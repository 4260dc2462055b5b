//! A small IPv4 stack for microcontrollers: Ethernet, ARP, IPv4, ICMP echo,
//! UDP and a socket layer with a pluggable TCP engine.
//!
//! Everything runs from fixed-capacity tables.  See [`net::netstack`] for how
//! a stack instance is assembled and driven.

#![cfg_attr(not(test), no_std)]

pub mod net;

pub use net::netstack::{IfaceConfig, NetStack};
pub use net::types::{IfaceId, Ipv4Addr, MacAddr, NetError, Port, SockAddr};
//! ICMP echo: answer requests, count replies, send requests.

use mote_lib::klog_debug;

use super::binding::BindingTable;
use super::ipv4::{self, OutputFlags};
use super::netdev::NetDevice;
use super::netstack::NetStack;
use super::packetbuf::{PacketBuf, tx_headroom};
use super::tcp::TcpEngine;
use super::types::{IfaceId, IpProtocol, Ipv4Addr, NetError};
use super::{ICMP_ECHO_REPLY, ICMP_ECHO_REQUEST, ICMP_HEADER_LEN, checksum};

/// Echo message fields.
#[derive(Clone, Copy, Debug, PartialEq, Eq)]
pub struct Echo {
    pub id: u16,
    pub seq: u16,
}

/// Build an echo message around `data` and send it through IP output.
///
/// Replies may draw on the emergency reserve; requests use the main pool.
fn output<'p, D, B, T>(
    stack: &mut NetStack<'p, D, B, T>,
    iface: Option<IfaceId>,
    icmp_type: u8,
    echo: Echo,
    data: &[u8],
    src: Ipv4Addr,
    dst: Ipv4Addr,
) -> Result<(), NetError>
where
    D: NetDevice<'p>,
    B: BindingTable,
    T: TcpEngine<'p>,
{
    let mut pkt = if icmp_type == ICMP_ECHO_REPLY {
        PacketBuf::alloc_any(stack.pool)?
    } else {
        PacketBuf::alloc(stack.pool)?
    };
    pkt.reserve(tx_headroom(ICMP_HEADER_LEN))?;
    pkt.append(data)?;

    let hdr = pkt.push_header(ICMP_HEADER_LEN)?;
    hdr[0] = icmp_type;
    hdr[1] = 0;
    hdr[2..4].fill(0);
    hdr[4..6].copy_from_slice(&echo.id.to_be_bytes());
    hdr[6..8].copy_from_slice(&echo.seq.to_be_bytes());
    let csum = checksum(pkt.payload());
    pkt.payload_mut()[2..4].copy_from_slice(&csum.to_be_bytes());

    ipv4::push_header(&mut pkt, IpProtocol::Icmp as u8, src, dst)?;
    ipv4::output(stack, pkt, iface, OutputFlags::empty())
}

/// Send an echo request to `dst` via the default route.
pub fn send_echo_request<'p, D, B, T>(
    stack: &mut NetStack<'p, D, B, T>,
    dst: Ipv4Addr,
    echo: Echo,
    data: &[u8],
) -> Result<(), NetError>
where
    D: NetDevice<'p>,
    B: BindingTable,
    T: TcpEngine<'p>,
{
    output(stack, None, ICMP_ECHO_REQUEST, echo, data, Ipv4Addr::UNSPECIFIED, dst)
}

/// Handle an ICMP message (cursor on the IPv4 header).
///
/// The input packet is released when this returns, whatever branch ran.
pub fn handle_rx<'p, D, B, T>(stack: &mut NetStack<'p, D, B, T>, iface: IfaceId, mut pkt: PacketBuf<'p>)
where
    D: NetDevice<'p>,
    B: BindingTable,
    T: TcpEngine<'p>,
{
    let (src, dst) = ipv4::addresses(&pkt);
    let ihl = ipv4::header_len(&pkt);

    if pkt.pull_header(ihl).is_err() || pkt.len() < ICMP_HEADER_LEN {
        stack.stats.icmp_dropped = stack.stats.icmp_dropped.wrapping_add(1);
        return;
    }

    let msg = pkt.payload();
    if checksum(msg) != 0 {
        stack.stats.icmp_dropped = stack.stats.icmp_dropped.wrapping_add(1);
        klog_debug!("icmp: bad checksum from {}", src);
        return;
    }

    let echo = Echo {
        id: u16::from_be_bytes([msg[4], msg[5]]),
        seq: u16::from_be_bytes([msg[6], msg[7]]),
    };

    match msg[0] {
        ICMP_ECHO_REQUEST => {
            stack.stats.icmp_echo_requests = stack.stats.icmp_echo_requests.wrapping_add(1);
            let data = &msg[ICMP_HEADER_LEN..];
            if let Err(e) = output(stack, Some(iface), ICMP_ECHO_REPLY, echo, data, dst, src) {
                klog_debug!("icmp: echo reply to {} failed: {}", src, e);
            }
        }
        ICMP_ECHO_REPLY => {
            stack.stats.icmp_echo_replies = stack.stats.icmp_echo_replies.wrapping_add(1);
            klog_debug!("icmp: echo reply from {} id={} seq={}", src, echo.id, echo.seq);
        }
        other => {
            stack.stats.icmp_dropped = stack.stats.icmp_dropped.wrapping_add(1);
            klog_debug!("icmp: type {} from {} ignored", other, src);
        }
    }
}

* * *

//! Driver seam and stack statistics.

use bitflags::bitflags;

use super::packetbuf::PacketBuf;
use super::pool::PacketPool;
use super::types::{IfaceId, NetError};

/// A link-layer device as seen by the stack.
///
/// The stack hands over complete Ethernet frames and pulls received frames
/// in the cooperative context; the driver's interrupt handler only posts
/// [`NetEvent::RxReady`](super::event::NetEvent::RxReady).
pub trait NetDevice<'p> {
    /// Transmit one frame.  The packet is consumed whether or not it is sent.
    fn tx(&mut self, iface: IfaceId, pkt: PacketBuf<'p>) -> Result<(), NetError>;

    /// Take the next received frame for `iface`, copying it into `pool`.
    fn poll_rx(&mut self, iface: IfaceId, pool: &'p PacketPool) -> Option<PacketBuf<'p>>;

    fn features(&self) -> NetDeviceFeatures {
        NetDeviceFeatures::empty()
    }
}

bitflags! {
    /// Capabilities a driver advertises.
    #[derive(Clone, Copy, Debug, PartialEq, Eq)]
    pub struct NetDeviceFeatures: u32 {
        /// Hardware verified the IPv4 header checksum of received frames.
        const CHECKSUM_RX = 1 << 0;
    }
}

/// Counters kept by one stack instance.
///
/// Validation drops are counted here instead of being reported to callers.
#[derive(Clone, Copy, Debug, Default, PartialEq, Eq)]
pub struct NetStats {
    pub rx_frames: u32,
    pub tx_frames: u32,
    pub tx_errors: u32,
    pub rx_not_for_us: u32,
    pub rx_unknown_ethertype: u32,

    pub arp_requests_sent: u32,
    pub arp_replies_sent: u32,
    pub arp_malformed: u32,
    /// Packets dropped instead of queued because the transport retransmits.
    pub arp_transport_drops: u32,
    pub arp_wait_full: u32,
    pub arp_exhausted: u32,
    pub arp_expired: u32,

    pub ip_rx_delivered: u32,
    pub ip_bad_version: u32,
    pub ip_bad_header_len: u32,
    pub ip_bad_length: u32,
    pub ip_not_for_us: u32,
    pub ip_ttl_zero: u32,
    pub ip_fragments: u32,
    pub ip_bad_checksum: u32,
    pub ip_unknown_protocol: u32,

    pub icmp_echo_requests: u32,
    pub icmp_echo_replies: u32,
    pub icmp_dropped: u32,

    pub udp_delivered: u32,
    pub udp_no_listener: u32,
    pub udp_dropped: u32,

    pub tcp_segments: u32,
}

- [Exercise prompt] Look above for the line holding "pub fn handle_rx<'p, D, B, T>(stack: &mut" and the line holding "let msg = pkt.payload();". Retype both, and every line between them, word for word and nothing else.

- [Task answer]
pub fn handle_rx<'p, D, B, T>(stack: &mut NetStack<'p, D, B, T>, iface: IfaceId, mut pkt: PacketBuf<'p>)
where
    D: NetDevice<'p>,
    B: BindingTable,
    T: TcpEngine<'p>,
{
    let (src, dst) = ipv4::addresses(&pkt);
    let ihl = ipv4::header_len(&pkt);

    if pkt.pull_header(ihl).is_err() || pkt.len() < ICMP_HEADER_LEN {
        stack.stats.icmp_dropped = stack.stats.icmp_dropped.wrapping_add(1);
        return;
    }

    let msg = pkt.payload();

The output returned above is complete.